┌─ Records supplied

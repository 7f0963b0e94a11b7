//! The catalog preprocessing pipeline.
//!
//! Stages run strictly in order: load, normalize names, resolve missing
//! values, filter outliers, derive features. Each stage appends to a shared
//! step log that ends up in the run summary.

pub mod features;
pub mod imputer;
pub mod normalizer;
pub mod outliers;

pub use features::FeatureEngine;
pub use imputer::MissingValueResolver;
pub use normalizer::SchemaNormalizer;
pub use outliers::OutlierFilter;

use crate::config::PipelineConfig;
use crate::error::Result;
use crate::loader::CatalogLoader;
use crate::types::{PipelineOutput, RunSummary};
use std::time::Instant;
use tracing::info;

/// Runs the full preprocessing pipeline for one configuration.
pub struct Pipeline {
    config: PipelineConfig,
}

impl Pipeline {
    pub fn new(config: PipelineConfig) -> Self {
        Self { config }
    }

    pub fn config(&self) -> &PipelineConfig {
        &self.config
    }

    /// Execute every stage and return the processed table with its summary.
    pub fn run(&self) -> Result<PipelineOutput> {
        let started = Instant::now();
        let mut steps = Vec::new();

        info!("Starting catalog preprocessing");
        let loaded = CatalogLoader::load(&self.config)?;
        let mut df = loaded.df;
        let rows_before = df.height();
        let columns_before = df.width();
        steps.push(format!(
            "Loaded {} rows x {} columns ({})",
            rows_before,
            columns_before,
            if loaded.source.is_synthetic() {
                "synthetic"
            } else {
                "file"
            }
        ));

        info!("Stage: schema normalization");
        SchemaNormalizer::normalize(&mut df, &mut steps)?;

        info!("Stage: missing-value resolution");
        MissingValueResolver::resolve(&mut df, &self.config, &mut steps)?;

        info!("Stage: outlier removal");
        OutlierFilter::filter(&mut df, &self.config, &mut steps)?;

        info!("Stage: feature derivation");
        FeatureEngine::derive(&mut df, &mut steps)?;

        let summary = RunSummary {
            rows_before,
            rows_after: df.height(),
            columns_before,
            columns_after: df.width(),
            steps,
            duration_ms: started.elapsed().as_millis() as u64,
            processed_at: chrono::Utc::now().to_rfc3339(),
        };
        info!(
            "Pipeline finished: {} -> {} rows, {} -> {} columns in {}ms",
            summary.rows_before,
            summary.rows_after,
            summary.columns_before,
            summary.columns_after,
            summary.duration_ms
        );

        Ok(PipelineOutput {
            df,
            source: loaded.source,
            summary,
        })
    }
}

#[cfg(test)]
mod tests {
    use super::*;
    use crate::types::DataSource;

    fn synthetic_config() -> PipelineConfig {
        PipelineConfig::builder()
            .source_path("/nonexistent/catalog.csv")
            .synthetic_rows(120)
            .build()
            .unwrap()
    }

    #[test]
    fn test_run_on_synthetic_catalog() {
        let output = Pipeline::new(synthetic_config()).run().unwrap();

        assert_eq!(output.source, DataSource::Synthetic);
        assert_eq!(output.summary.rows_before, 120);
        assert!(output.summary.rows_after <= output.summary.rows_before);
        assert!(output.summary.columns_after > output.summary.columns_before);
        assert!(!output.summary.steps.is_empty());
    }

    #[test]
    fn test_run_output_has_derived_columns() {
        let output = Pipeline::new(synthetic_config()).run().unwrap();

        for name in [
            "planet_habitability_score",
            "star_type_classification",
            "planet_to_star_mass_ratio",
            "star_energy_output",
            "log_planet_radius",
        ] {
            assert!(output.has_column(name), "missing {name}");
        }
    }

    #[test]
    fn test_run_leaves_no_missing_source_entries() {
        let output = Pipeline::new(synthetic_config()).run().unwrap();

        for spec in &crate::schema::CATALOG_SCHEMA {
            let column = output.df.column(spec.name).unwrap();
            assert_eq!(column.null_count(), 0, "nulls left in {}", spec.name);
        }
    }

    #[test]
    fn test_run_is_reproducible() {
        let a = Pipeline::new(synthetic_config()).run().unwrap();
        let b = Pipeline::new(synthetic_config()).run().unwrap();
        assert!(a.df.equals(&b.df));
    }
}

└─
┌─ Records supplied

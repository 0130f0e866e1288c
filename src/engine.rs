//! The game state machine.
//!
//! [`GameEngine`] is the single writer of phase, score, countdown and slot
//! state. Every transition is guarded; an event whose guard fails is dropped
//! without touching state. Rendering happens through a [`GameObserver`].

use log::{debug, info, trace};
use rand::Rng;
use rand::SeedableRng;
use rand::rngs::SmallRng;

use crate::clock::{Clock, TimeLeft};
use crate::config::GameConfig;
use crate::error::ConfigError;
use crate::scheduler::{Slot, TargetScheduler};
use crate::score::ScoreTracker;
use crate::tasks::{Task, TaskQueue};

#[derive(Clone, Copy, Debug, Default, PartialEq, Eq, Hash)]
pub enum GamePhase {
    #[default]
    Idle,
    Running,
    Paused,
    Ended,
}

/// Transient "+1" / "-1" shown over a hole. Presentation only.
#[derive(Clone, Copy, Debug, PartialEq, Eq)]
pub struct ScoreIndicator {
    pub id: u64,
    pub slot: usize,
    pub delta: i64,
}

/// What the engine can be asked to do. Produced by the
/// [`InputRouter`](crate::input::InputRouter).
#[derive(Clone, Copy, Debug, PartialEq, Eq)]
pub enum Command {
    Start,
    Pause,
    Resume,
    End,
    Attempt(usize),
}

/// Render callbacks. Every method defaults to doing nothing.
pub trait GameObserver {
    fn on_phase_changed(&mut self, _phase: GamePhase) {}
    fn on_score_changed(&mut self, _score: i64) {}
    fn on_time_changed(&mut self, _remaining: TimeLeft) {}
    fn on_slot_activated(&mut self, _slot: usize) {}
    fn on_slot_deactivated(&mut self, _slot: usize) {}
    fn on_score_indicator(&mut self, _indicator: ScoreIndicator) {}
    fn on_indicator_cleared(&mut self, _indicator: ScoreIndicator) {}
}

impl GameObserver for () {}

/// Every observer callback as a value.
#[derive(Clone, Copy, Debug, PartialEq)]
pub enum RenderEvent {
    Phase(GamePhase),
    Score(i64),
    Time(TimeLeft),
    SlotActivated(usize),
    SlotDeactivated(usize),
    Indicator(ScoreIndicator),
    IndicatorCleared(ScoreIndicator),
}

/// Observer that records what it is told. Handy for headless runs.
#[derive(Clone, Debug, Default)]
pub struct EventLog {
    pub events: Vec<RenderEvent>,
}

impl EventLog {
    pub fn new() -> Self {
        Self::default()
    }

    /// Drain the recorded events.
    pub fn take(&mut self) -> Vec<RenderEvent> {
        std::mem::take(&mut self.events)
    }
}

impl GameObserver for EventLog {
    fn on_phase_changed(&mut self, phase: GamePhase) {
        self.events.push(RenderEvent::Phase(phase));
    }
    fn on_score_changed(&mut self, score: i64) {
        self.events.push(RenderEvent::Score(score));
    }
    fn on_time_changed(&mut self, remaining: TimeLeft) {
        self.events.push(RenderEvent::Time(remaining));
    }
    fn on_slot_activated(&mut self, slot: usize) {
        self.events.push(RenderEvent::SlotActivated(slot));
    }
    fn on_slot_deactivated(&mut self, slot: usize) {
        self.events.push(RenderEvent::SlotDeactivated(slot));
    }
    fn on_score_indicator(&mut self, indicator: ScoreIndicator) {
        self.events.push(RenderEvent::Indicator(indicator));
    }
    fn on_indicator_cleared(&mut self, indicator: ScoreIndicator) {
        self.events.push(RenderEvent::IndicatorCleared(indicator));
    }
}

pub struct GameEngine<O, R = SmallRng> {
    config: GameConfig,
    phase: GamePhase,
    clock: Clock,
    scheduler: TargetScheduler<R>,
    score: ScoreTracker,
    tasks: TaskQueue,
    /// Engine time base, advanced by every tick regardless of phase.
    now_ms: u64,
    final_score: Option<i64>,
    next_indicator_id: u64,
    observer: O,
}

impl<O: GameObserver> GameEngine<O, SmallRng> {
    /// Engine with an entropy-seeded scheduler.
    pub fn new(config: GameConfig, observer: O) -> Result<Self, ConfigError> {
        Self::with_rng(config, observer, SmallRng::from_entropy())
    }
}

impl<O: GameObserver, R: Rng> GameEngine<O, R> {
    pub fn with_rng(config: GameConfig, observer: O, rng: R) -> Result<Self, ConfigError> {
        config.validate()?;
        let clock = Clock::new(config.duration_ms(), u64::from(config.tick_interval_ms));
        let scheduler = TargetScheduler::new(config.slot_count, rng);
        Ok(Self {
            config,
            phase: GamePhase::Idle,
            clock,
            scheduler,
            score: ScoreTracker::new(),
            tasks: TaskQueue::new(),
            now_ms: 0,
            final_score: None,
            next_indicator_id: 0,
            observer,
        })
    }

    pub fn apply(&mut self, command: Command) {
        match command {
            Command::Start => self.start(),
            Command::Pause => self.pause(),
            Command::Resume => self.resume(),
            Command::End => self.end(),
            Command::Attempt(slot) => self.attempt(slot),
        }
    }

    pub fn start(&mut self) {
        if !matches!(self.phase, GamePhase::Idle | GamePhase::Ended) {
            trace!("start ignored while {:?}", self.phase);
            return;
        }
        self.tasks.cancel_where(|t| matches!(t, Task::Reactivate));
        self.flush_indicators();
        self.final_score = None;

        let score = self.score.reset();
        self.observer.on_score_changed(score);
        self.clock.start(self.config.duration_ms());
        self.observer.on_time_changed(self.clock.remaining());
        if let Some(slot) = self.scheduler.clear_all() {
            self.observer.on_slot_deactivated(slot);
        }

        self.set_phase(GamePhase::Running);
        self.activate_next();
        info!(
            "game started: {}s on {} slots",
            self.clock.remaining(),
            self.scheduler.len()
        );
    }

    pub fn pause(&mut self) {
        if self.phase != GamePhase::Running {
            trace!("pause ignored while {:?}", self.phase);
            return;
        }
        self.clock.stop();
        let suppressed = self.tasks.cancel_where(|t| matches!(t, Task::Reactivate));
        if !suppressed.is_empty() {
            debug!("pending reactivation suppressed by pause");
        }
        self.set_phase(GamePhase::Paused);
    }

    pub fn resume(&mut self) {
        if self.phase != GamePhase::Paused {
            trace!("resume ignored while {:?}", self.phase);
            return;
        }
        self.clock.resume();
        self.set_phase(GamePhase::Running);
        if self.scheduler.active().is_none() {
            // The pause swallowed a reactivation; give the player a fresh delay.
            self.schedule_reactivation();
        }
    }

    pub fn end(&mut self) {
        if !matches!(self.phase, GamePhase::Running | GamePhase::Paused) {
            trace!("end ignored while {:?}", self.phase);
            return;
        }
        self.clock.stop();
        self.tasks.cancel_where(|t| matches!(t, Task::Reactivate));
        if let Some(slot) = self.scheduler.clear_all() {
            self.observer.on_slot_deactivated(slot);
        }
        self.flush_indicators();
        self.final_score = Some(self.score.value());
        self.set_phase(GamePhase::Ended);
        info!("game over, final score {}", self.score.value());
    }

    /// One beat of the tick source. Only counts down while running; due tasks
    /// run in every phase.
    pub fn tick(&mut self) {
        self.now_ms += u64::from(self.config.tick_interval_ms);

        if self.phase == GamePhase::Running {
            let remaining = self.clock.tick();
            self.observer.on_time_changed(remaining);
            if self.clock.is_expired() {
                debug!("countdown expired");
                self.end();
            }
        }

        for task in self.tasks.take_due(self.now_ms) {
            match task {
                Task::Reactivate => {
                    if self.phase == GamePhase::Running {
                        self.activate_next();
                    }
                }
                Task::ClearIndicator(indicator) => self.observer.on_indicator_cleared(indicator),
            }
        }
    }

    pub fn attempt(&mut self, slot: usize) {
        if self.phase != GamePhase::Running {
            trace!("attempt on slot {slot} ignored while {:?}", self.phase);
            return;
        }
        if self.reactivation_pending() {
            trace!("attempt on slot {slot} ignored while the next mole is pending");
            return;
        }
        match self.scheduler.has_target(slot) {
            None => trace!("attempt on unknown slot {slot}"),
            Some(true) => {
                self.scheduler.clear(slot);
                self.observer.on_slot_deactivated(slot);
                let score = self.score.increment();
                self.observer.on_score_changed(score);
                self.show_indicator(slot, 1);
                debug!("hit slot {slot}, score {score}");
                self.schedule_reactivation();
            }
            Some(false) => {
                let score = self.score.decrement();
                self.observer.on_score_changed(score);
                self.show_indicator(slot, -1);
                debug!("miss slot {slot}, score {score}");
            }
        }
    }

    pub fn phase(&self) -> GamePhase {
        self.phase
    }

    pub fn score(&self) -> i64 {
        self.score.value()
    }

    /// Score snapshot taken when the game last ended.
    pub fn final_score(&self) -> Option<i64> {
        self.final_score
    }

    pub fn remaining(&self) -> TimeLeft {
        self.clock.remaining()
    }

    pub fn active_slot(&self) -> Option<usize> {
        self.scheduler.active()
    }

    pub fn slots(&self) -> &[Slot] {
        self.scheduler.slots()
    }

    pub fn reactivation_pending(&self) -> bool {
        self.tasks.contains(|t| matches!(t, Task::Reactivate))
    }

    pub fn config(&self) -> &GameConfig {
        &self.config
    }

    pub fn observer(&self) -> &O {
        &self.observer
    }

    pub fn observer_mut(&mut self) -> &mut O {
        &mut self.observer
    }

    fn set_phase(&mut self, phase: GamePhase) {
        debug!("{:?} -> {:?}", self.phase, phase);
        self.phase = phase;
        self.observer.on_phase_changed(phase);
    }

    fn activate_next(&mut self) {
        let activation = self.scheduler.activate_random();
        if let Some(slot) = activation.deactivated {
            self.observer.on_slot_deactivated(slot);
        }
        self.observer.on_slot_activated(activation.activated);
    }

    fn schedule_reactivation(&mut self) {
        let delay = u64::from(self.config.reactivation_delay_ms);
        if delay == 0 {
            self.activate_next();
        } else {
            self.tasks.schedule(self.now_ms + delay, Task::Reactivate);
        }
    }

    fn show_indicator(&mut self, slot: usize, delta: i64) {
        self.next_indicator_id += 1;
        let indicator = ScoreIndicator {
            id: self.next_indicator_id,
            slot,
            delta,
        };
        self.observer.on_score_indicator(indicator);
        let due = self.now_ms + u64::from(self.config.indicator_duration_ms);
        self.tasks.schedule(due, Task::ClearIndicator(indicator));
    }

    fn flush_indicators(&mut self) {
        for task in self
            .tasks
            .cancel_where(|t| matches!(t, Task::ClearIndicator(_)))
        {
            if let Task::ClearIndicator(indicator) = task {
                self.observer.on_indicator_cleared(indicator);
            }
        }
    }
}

└─

**What you will do:**
Copy word for word the stretch of entries above from the line that has "pub mod normalizer;" through the line that has "pub struct Pipeline", both ends included, and nothing outside it.

**Worked solution:**
pub mod normalizer;
pub mod outliers;

pub use features::FeatureEngine;
pub use imputer::MissingValueResolver;
pub use normalizer::SchemaNormalizer;
pub use outliers::OutlierFilter;

use crate::config::PipelineConfig;
use crate::error::Result;
use crate::loader::CatalogLoader;
use crate::types::{PipelineOutput, RunSummary};
use std::time::Instant;
use tracing::info;

/// Runs the full preprocessing pipeline for one configuration.
pub struct Pipeline {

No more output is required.